Featured 180219 Cut Throats Nine
February 15th 2018

If you’re looking for heroism in your frontier fiction, you will not find it in Cut-Throats Nine;  the tense and nihilistic Eurowesten has nary a shred of righteousness. However, while Joaquín Luis Romero Marchent’s (Gunfight at High Noon) blood-soaked spaghetti has garnered some new fans these past few years because of its conspicuous influence on The Hateful Eight, there is much more to be found here than fodder for Tarantino “homage” Easter eggs.
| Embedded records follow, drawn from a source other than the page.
//! Acadex Core — Fundamental types, errors, and configuration for the
//! Acadex academic-credential portal.

pub mod config;
pub mod error;
pub mod types;

pub use config::PortalConfig;
pub use error::CoreError;
pub use types::{Cid, Credential, CredentialId, CredentialKind, UserId, UserProfile};
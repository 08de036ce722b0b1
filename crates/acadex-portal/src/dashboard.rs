//! Dashboard composition: profile resolution feeding credential
//! aggregation, with semantic notices for the presentation layer.

use std::sync::Arc;
use std::time::Duration;

use tokio_util::sync::CancellationToken;

use acadex_core::{Credential, UserId, UserProfile};
use acadex_store::{ContentStore, CredentialStore, ProfileStore};

use crate::aggregator::CredentialAggregator;
use crate::error::PortalError;
use crate::profile::ProfileResolver;
use crate::session::{AuthenticatedUser, SessionContext};
use crate::submit::{CredentialDraft, CredentialSubmitter, SubmissionAck};

/// Semantic outcome for the presentation layer to surface. The core emits
/// outcomes, not display strings.
#[derive(Debug, Clone, PartialEq, Eq)]
pub enum Notice {
    /// Some credential lookups failed; the rest of the dashboard is intact.
    CredentialsLoadFailed { count: usize },
}

/// The resolved state of a dashboard view.
#[derive(Debug, Clone)]
pub enum Dashboard {
    /// No authenticated user; render the signed-out state.
    SignedOut,
    /// Authenticated user with no profile record yet; render the
    /// new-user/guest state.
    NewUser { user: AuthenticatedUser },
    /// Profile resolved and credentials aggregated. `credentials` may be
    /// empty ("No credentials found" is a valid, non-error view).
    Ready {
        profile: UserProfile,
        credentials: Vec<Credential>,
        notices: Vec<Notice>,
    },
}

impl Dashboard {
    /// The resolved credentials, if any view of them exists.
    pub fn credentials(&self) -> &[Credential] {
        match self {
            Self::Ready { credentials, .. } => credentials,
            _ => &[],
        }
    }

    /// Notices the caller should surface.
    pub fn notices(&self) -> &[Notice] {
        match self {
            Self::Ready { notices, .. } => notices,
            _ => &[],
        }
    }
}

/// The portal core: wires the profile resolver, credential aggregator, and
/// submission workflow over shared stores.
pub struct Portal {
    resolver: ProfileResolver,
    aggregator: CredentialAggregator,
    submitter: CredentialSubmitter,
}

impl Portal {
    /// Create a portal over the three store seams.
    pub fn new(
        profiles: Arc<dyn ProfileStore>,
        credentials: Arc<dyn CredentialStore>,
        content: Arc<dyn ContentStore>,
        lookup_timeout: Duration,
    ) -> Self {
        Self {
            resolver: ProfileResolver::new(profiles.clone()),
            aggregator: CredentialAggregator::new(credentials.clone(), lookup_timeout),
            submitter: CredentialSubmitter::new(content, credentials, profiles),
        }
    }

    /// Load the dashboard for the current session.
    ///
    /// A signed-out session and a signed-in user without a profile are both
    /// valid view states, not errors. Only a transient store fault
    /// propagates, for the caller to surface as a dismissible notice while
    /// keeping prior rendered state.
    pub async fn load_dashboard(
        &self,
        session: &SessionContext,
    ) -> Result<Dashboard, PortalError> {
        self.load(session, None).await
    }

    /// Like [`load_dashboard`](Self::load_dashboard), abandoning in-flight
    /// lookups when the token fires (view teardown).
    pub async fn load_dashboard_cancellable(
        &self,
        session: &SessionContext,
        cancel: CancellationToken,
    ) -> Result<Dashboard, PortalError> {
        self.load(session, Some(cancel)).await
    }

    async fn load(
        &self,
        session: &SessionContext,
        cancel: Option<CancellationToken>,
    ) -> Result<Dashboard, PortalError> {
        let user = match session.current_user() {
            Some(user) => user.clone(),
            None => return Ok(Dashboard::SignedOut),
        };

        let profile = match self.resolver.resolve(&user.id).await {
            Ok(profile) => profile,
            Err(PortalError::ProfileNotFound(_)) => {
                tracing::info!(user = %user.id, "no profile record; new-user dashboard");
                return Ok(Dashboard::NewUser { user });
            }
            Err(e) => return Err(e),
        };

        let report = match cancel {
            Some(token) => {
                self.aggregator
                    .resolve_cancellable(&profile.credential_ids, token)
                    .await?
            }
            None => self.aggregator.resolve(&profile.credential_ids).await?,
        };

        let notices = report.notice().into_iter().collect();
        Ok(Dashboard::Ready {
            profile,
            credentials: report.credentials,
            notices,
        })
    }

    /// Submit a credential draft for a holder.
    pub async fn submit_credential(
        &self,
        holder: &UserId,
        draft: CredentialDraft,
    ) -> Result<SubmissionAck, PortalError> {
        self.submitter.submit(holder, draft).await
    }
}
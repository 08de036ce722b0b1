//! `acadex init` — Write a default portal configuration file.

use anyhow::bail;
use clap::Args;
use std::path::PathBuf;

use acadex_core::PortalConfig;

use crate::config;

#[derive(Args, Debug)]
pub struct InitArgs {
    /// Path for the configuration file.
    #[arg(short, long, default_value = "acadex.toml")]
    pub config: PathBuf,

    /// Overwrite an existing configuration file.
    #[arg(long)]
    pub force: bool,
}

pub fn run(args: &InitArgs) -> anyhow::Result<()> {
    if args.config.exists() && !args.force {
        bail!(
            "config file {} already exists (use --force to overwrite)",
            args.config.display()
        );
    }

    let default = PortalConfig::default();
    config::save(&default, &args.config)?;
    tracing::info!(path = %args.config.display(), "wrote default config");
    println!("Wrote default configuration to {}", args.config.display());
    Ok(())
}
//! Integration test: credential submission end to end.
//!
//! Covers the full write path (validate, store document, write record,
//! link profile) and its partial-failure contract.

use std::sync::Arc;
use std::time::Duration;

use acadex_core::UserId;
use acadex_integration_tests::{make_profile, StoreHarness};
use acadex_portal::{
    AuthenticatedUser, CredentialDraft, Portal, PortalError, SessionContext,
};
use acadex_store::{ContentStore, CredentialStore};

const LOOKUP_TIMEOUT: Duration = Duration::from_millis(200);

fn portal(store: Arc<StoreHarness>) -> Portal {
    Portal::new(store.clone(), store.clone(), store, LOOKUP_TIMEOUT)
}

fn draft() -> CredentialDraft {
    CredentialDraft {
        kind_label: "degree".into(),
        title: "MSc Data Science".into(),
        subject_name: "Dana Kim".into(),
        institution: "TU Delft".into(),
        document: b"notarized degree scan".to_vec(),
    }
}

#[tokio::test]
async fn test_submit_then_dashboard_shows_credential() {
    let store = Arc::new(StoreHarness::new());
    store.seed_profile(make_profile("student-1", &[])).await;
    let portal = portal(store.clone());
    let holder = UserId::new("student-1").unwrap();

    let ack = portal.submit_credential(&holder, draft()).await.unwrap();

    // The document is retrievable by its content address
    let doc = store.fetch_document(&ack.cid).await.unwrap();
    assert_eq!(doc, Some(b"notarized degree scan".to_vec()));

    // And the dashboard aggregates the new credential
    let session =
        SessionContext::signed_in(AuthenticatedUser::new(holder.clone()));
    let dashboard = portal.load_dashboard(&session).await.unwrap();
    assert_eq!(dashboard.credentials().len(), 1);
    assert_eq!(dashboard.credentials()[0].id, ack.credential_id);
    assert_eq!(dashboard.credentials()[0].cid, ack.cid);
}

#[tokio::test]
async fn test_first_submission_creates_profile() {
    let store = Arc::new(StoreHarness::new());
    let portal = portal(store);
    let holder = UserId::new("fresh-student").unwrap();

    let ack = portal.submit_credential(&holder, draft()).await.unwrap();

    let session = SessionContext::signed_in(AuthenticatedUser::new(holder));
    let dashboard = portal.load_dashboard(&session).await.unwrap();
    assert_eq!(dashboard.credentials().len(), 1);
    assert_eq!(dashboard.credentials()[0].id, ack.credential_id);
}

#[tokio::test]
async fn test_invalid_draft_blocks_submission() {
    let store = Arc::new(StoreHarness::new());
    let portal = portal(store.clone());
    let holder = UserId::new("student-1").unwrap();

    let mut bad = draft();
    bad.title.clear();
    bad.document.clear();

    let result = portal.submit_credential(&holder, bad).await;
    match result {
        Err(PortalError::Validation { fields }) => {
            assert_eq!(fields, vec!["title", "document"]);
        }
        other => panic!("expected validation failure, got {:?}", other.map(|_| ())),
    }

    // Nothing reached any store
    let session = SessionContext::signed_in(AuthenticatedUser::new(holder));
    let dashboard = portal.load_dashboard(&session).await.unwrap();
    assert!(dashboard.credentials().is_empty());
}

#[tokio::test]
async fn test_profile_link_failure_surfaces_reconciliation() {
    let store = Arc::new(StoreHarness::new());
    store.seed_profile(make_profile("student-1", &[])).await;
    let portal = portal(store.clone());
    let holder = UserId::new("student-1").unwrap();

    store.set_profiles_down(true);
    let result = portal.submit_credential(&holder, draft()).await;

    match result {
        Err(PortalError::Reconciliation { credential, cid, .. }) => {
            // The record and document are durable; only the link is missing
            let record = store.fetch_credential(&credential).await.unwrap();
            assert!(record.is_some());
            let doc = store.fetch_document(&cid).await.unwrap();
            assert!(doc.is_some());
        }
        other => panic!("expected reconciliation error, got {:?}", other.map(|_| ())),
    }

    // Once the profile collection is back, the reference is still linkable
    store.set_profiles_down(false);
    let session = SessionContext::signed_in(AuthenticatedUser::new(holder));
    let dashboard = portal.load_dashboard(&session).await.unwrap();
    // The profile was never linked, so the dashboard stays empty — the
    // surfaced error is what prevents the reference from being lost
    assert!(dashboard.credentials().is_empty());
}

#[tokio::test]
async fn test_duplicate_document_reuses_content_address() {
    let store = Arc::new(StoreHarness::new());
    let portal = portal(store);
    let alice = UserId::new("alice").unwrap();
    let bob = UserId::new("bob").unwrap();

    let ack_a = portal.submit_credential(&alice, draft()).await.unwrap();
    let mut second = draft();
    second.subject_name = "Bob Lee".into();
    let ack_b = portal.submit_credential(&bob, second).await.unwrap();

    // Same bytes, same content address; distinct credential records
    assert_eq!(ack_a.cid, ack_b.cid);
    assert_ne!(ack_a.credential_id, ack_b.credential_id);
}
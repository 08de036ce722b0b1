//! RocksDB store backend for local deployments.

use async_trait::async_trait;
use rocksdb::{ColumnFamilyDescriptor, Options, DB};
use std::path::Path;

use acadex_core::{Cid, Credential, CredentialId, UserId, UserProfile};

use crate::content::derive_cid;
use crate::error::StoreError;
use crate::traits::{ContentStore, CredentialStore, ProfileStore};

/// Column family names for the portal collections.
const CF_PROFILES: &str = "profiles";
const CF_CREDENTIALS: &str = "credentials";
const CF_DOCUMENTS: &str = "documents";

/// RocksDB-backed store. Records are stored as JSON documents keyed by
/// their identifier; documents are stored raw, keyed by content address.
pub struct RocksStore {
    db: DB,
}

impl RocksStore {
    /// Open or create a database at the given path with the portal's
    /// column families.
    pub fn open(path: &Path) -> Result<Self, StoreError> {
        std::fs::create_dir_all(path)?;

        let mut opts = Options::default();
        opts.create_if_missing(true);
        opts.create_missing_column_families(true);

        let cf_descriptors = vec![
            ColumnFamilyDescriptor::new(CF_PROFILES, Options::default()),
            ColumnFamilyDescriptor::new(CF_CREDENTIALS, Options::default()),
            ColumnFamilyDescriptor::new(CF_DOCUMENTS, Options::default()),
        ];

        let db = DB::open_cf_descriptors(&opts, path, cf_descriptors)?;

        Ok(Self { db })
    }

    fn put(&self, cf_name: &str, key: &[u8], value: &[u8]) -> Result<(), StoreError> {
        let cf = self
            .db
            .cf_handle(cf_name)
            .ok_or_else(|| StoreError::Backend(format!("column family '{}' not found", cf_name)))?;
        self.db.put_cf(&cf, key, value)?;
        Ok(())
    }

    fn get(&self, cf_name: &str, key: &[u8]) -> Result<Option<Vec<u8>>, StoreError> {
        let cf = self
            .db
            .cf_handle(cf_name)
            .ok_or_else(|| StoreError::Backend(format!("column family '{}' not found", cf_name)))?;
        let value = self.db.get_cf(&cf, key)?;
        Ok(value)
    }

    fn delete(&self, cf_name: &str, key: &[u8]) -> Result<(), StoreError> {
        let cf = self
            .db
            .cf_handle(cf_name)
            .ok_or_else(|| StoreError::Backend(format!("column family '{}' not found", cf_name)))?;
        self.db.delete_cf(&cf, key)?;
        Ok(())
    }
}

#[async_trait]
impl ProfileStore for RocksStore {
    async fn fetch_profile(&self, id: &UserId) -> Result<Option<UserProfile>, StoreError> {
        match self.get(CF_PROFILES, id.as_str().as_bytes())? {
            Some(bytes) => Ok(Some(serde_json::from_slice(&bytes)?)),
            None => Ok(None),
        }
    }

    async fn upsert_profile(&self, profile: UserProfile) -> Result<(), StoreError> {
        let bytes = serde_json::to_vec(&profile)?;
        self.put(CF_PROFILES, profile.id.as_str().as_bytes(), &bytes)
    }

    async fn link_credential(
        &self,
        user: &UserId,
        credential: &CredentialId,
    ) -> Result<(), StoreError> {
        let mut profile = self
            .fetch_profile(user)
            .await?
            .ok_or_else(|| StoreError::ProfileMissing(user.to_string()))?;
        profile.link_credential(credential.clone());
        self.upsert_profile(profile).await
    }
}

#[async_trait]
impl CredentialStore for RocksStore {
    async fn fetch_credential(
        &self,
        id: &CredentialId,
    ) -> Result<Option<Credential>, StoreError> {
        match self.get(CF_CREDENTIALS, id.as_str().as_bytes())? {
            Some(bytes) => Ok(Some(serde_json::from_slice(&bytes)?)),
            None => Ok(None),
        }
    }

    async fn insert_credential(&self, credential: Credential) -> Result<(), StoreError> {
        let bytes = serde_json::to_vec(&credential)?;
        self.put(CF_CREDENTIALS, credential.id.as_str().as_bytes(), &bytes)?;
        tracing::debug!(credential = %credential.id, "credential stored");
        Ok(())
    }

    async fn remove_credential(
        &self,
        id: &CredentialId,
    ) -> Result<Option<Credential>, StoreError> {
        let existing = self.fetch_credential(id).await?;
        if existing.is_some() {
            self.delete(CF_CREDENTIALS, id.as_str().as_bytes())?;
        }
        Ok(existing)
    }
}

#[async_trait]
impl ContentStore for RocksStore {
    async fn put_document(&self, bytes: &[u8]) -> Result<Cid, StoreError> {
        let cid = derive_cid(bytes);
        self.put(CF_DOCUMENTS, cid.as_str().as_bytes(), bytes)?;
        Ok(cid)
    }

    async fn fetch_document(&self, cid: &Cid) -> Result<Option<Vec<u8>>, StoreError> {
        self.get(CF_DOCUMENTS, cid.as_str().as_bytes())
    }
}
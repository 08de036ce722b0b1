//! Submission lifecycle state machine.
//!
//! A credential submission moves through a fixed write order: validate the
//! draft, store the document, write the credential record, link it into the
//! holder's profile. The machine makes that order explicit and rejects any
//! step taken out of turn.

use std::fmt;

use crate::error::PortalError;

/// States of a credential submission.
#[derive(Debug, Clone, Copy, PartialEq, Eq, Hash)]
pub enum SubmissionState {
    /// Draft received, not yet validated.
    Draft,
    /// Required fields verified.
    Validated,
    /// Document persisted to the content store.
    DocumentStored,
    /// Credential record written.
    RecordWritten,
    /// Record linked into the holder's profile. Final state.
    Completed,
    /// Record written but not linked; needs reconciliation. Final state.
    ReconciliationRequired,
}

impl SubmissionState {
    /// Whether this is a final (terminal) state.
    pub fn is_final(&self) -> bool {
        matches!(self, Self::Completed | Self::ReconciliationRequired)
    }
}

impl fmt::Display for SubmissionState {
    fn fmt(&self, f: &mut fmt::Formatter<'_>) -> fmt::Result {
        match self {
            Self::Draft => write!(f, "Draft"),
            Self::Validated => write!(f, "Validated"),
            Self::DocumentStored => write!(f, "DocumentStored"),
            Self::RecordWritten => write!(f, "RecordWritten"),
            Self::Completed => write!(f, "Completed"),
            Self::ReconciliationRequired => write!(f, "ReconciliationRequired"),
        }
    }
}

/// Events that advance a submission.
#[derive(Debug, Clone, Copy, PartialEq, Eq)]
pub enum SubmissionEvent {
    /// Required fields verified.
    Validate,
    /// Document persisted, content address obtained.
    StoreDocument,
    /// Credential record written to the store.
    WriteRecord,
    /// Record linked into the holder's profile.
    LinkProfile,
    /// Profile link failed after the record was written.
    FlagReconciliation,
}

/// Drives submission state transitions.
///
/// Valid transitions:
/// - Draft → Validated (Validate)
/// - Validated → DocumentStored (StoreDocument)
/// - DocumentStored → RecordWritten (WriteRecord)
/// - RecordWritten → Completed (LinkProfile)
/// - RecordWritten → ReconciliationRequired (FlagReconciliation)
pub struct SubmissionStateMachine;

impl SubmissionStateMachine {
    /// Attempt a state transition based on an event.
    /// Returns the new state on success, or an error for invalid transitions.
    pub fn transition(
        current: SubmissionState,
        event: SubmissionEvent,
    ) -> Result<SubmissionState, PortalError> {
        let new_state = match (current, event) {
            (SubmissionState::Draft, SubmissionEvent::Validate) => SubmissionState::Validated,
            (SubmissionState::Validated, SubmissionEvent::StoreDocument) => {
                SubmissionState::DocumentStored
            }
            (SubmissionState::DocumentStored, SubmissionEvent::WriteRecord) => {
                SubmissionState::RecordWritten
            }
            (SubmissionState::RecordWritten, SubmissionEvent::LinkProfile) => {
                SubmissionState::Completed
            }
            (SubmissionState::RecordWritten, SubmissionEvent::FlagReconciliation) => {
                SubmissionState::ReconciliationRequired
            }
            _ => {
                let target = match event {
                    SubmissionEvent::Validate => SubmissionState::Validated,
                    SubmissionEvent::StoreDocument => SubmissionState::DocumentStored,
                    SubmissionEvent::WriteRecord => SubmissionState::RecordWritten,
                    SubmissionEvent::LinkProfile => SubmissionState::Completed,
                    SubmissionEvent::FlagReconciliation => {
                        SubmissionState::ReconciliationRequired
                    }
                };
                return Err(PortalError::InvalidTransition {
                    from: current,
                    to: target,
                });
            }
        };

        tracing::debug!(
            from = %current,
            to = %new_state,
            event = ?event,
            "submission state transition"
        );

        Ok(new_state)
    }

    /// Check if a transition is valid without performing it.
    pub fn can_transition(current: SubmissionState, event: SubmissionEvent) -> bool {
        Self::transition(current, event).is_ok()
    }
}
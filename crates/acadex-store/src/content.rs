//! Content-address derivation for stored documents.

use acadex_core::Cid;

/// Derive the content address for a document: BLAKE3 digest of the bytes,
/// base58-encoded. Everything outside the content store treats the result
/// as an opaque string.
pub fn derive_cid(bytes: &[u8]) -> Cid {
    let digest = blake3::hash(bytes);
    Cid::new(bs58::encode(digest.as_bytes()).into_string())
}
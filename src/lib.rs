// SPDX-License-Identifier: MIT
//! Context-scoped structured logging with trace enrichment for Rust services.
//!
//! This crate is configuration glue between a JSON-lines log pipeline and the
//! OpenTelemetry context machinery:
//! * A total level parser ([`parse_level`]) mapping free-form config strings
//!   to a [`Severity`], defaulting to info.
//! * A process-wide default logger installed by a variant's `setup`, reachable
//!   from any call site through [`logger_from_context`].
//! * Trace enrichment: records gain `trace_id` and `span_id` fields (canonical
//!   lowercase hex) whenever a valid span is available.
//! * Context binding: [`bind_logger`] attaches a logger to a request context;
//!   [`debug`], [`info`], [`warn`] and [`error`] resolve it back out and
//!   forward, falling back to the process-wide default.
//!
//! # Feature Flags
//! Two variants of the same contract differ only in *when* enrichment happens:
//! * `per-record` – a decorator sink reads the span active in the context of
//!   each individual log call (lazy).
//! * `per-context` – [`per_context::bind_span_logger`] captures the active
//!   span's identifiers once and pre-binds them on a sub-logger carried by the
//!   context (eager); later calls keep the captured identifiers.
//!
//! Both are enabled by default; pick one semantic deliberately and build with
//! only that feature once the service has settled.
//!
//! # Quick Start
//! ```no_run
//! use opentelemetry::Context;
//!
//! ctxlog::per_record::setup("debug");
//! ctxlog::info(&Context::current(), "service started", &[("port", 8080.into())]);
//! ```
//!
//! # Testing call sites
//! Bind a logger over a [`MemorySink`] into the context under test instead of
//! touching the process-wide default:
//! ```
//! use opentelemetry::Context;
//! use ctxlog::{bind_logger, info, Logger, MemorySink};
//!
//! let sink = MemorySink::default();
//! let cx = bind_logger(&Context::new(), Logger::new(sink.clone()));
//! info(&cx, "observed", &[]);
//! assert_eq!(sink.records().len(), 1);
//! ```
mod context;
mod level;
mod logger;
mod record;
mod sink;

#[cfg(feature = "per-context")]
pub mod per_context;
#[cfg(feature = "per-record")]
pub mod per_record;

pub use context::{bind_logger, debug, error, info, logger_from_context, warn};
pub use level::{parse_level, Severity};
pub use logger::{default_logger, set_default, Logger};
pub use record::{FieldMap, Record};
pub use sink::{span_identifiers, JsonSink, MemorySink, Sink, TraceSink};

/// Re-exported for attaching structured field values without a direct
/// `serde_json` dependency at call sites.
pub use serde_json::Value;
// SPDX-License-Identifier: MIT
//! Binding loggers into request contexts and resolving them back out.
//!
//! Call sites throughout a service log through these helpers with whatever
//! [`Context`] they were handed; tests inject a logger over a capture sink via
//! [`bind_logger`] instead of mutating the process-wide default.

use crate::logger::{default_logger, Logger};
use opentelemetry::Context;
use serde_json::Value;

/// Derived context carrying `logger`; the original context is unchanged.
pub fn bind_logger(cx: &Context, logger: Logger) -> Context {
    cx.with_value(logger)
}

/// The logger bound to `cx`, falling back to the process-wide default when
/// none was ever bound. Never fails, never returns an absent handle.
pub fn logger_from_context(cx: &Context) -> Logger {
    match cx.get::<Logger>() {
        Some(logger) => logger.clone(),
        None => default_logger(),
    }
}

/// Log at debug severity through the logger resolved from `cx`.
///
/// The context is forwarded with the record, so a trace-enriching sink on the
/// resolved logger still sees the span active at this call.
pub fn debug(cx: &Context, message: &str, fields: &[(&str, Value)]) {
    logger_from_context(cx).debug(cx, message, fields);
}

/// Log at info severity through the logger resolved from `cx`.
pub fn info(cx: &Context, message: &str, fields: &[(&str, Value)]) {
    logger_from_context(cx).info(cx, message, fields);
}

/// Log at warn severity through the logger resolved from `cx`.
pub fn warn(cx: &Context, message: &str, fields: &[(&str, Value)]) {
    logger_from_context(cx).warn(cx, message, fields);
}

/// Log at error severity through the logger resolved from `cx`.
pub fn error(cx: &Context, message: &str, fields: &[(&str, Value)]) {
    logger_from_context(cx).error(cx, message, fields);
}

#[cfg(test)]
mod tests {
    use super::*;
    use crate::sink::MemorySink;

    #[test]
    fn bind_then_resolve_round_trips() {
        let sink = MemorySink::default();
        let bound = bind_logger(&Context::new(), Logger::new(sink.clone()));

        logger_from_context(&bound).info(&bound, "through bound logger", &[]);

        // The record landed in the bound logger's sink, not the default.
        let records = sink.records();
        assert_eq!(records.len(), 1);
        assert_eq!(records[0].message, "through bound logger");
    }

    #[test]
    fn binding_leaves_original_context_unbound() {
        let original = Context::new();
        let sink = MemorySink::default();
        let _bound = bind_logger(&original, Logger::new(sink.clone()));

        assert!(original.get::<Logger>().is_none());
    }

    #[test]
    fn rebinding_shadows_earlier_logger() {
        let first = MemorySink::default();
        let second = MemorySink::default();
        let cx = bind_logger(&Context::new(), Logger::new(first.clone()));
        let cx = bind_logger(&cx, Logger::new(second.clone()));

        info(&cx, "shadowed", &[]);

        assert!(first.records().is_empty());
        assert_eq!(second.records().len(), 1);
    }

    #[test]
    fn unbound_context_resolves_to_some_logger() {
        // Must not panic and must hand back a usable logger.
        let logger = logger_from_context(&Context::new());
        logger.debug(&Context::new(), "fallback", &[]);
    }

    #[test]
    fn convenience_calls_carry_severity_and_fields() {
        let sink = MemorySink::default();
        let cx = bind_logger(&Context::new(), Logger::new(sink.clone()));

        debug(&cx, "d", &[]);
        info(&cx, "i", &[("k", "v".into())]);
        warn(&cx, "w", &[]);
        error(&cx, "e", &[]);

        let records = sink.records();
        let severities: Vec<_> = records.iter().map(|r| r.severity).collect();
        assert_eq!(
            severities,
            [
                crate::Severity::Debug,
                crate::Severity::Info,
                crate::Severity::Warn,
                crate::Severity::Error
            ]
        );
        assert_eq!(records[1].fields["k"], "v");
    }
}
Sgt. Brown (Robert Hundar) and his daughter (played by Emma Cohen of Horror Rises from the Tomb) are chaperoning a wagon full of chain-gang convicts (one of whom is supposedly responsible for murdering the sergeant’s wife) when it is raided by bandits searching for gold they anticipated finding inside. When they don’t turn up anything they destroy the wagon and kill most of those in the group. The sergeant, his daughter, and the seven remaining killers continue on foot until the discovery that the gold is actually in their own chains stokes the already-fiery tempers of the murderous men. Ferocious violence ensues and the tables turn again and again, all amidst the gorgeous snowy backdrop of the Pyrenees mountains.

The practical FX and vicious gore (limb hacking, eye-gouging, and disemboweling abound) have contributed to the film’s reputation as particularly “brutal,” as the already sadistic characters are underlined by their committing acts of on-screen violence not seen in westerns at the time. However, the more alluring natural imagery and hallucinatory flashbacks situate it more in a Lucio Fulci (although it predates his best films) context rather than a purely exploitative one.

Cut-Throats Nine tears up Spectacle Theater tonight as part of their international western series, Blood in the Dust. The beautiful restoration by Hypercube Media is not-to-be-missed.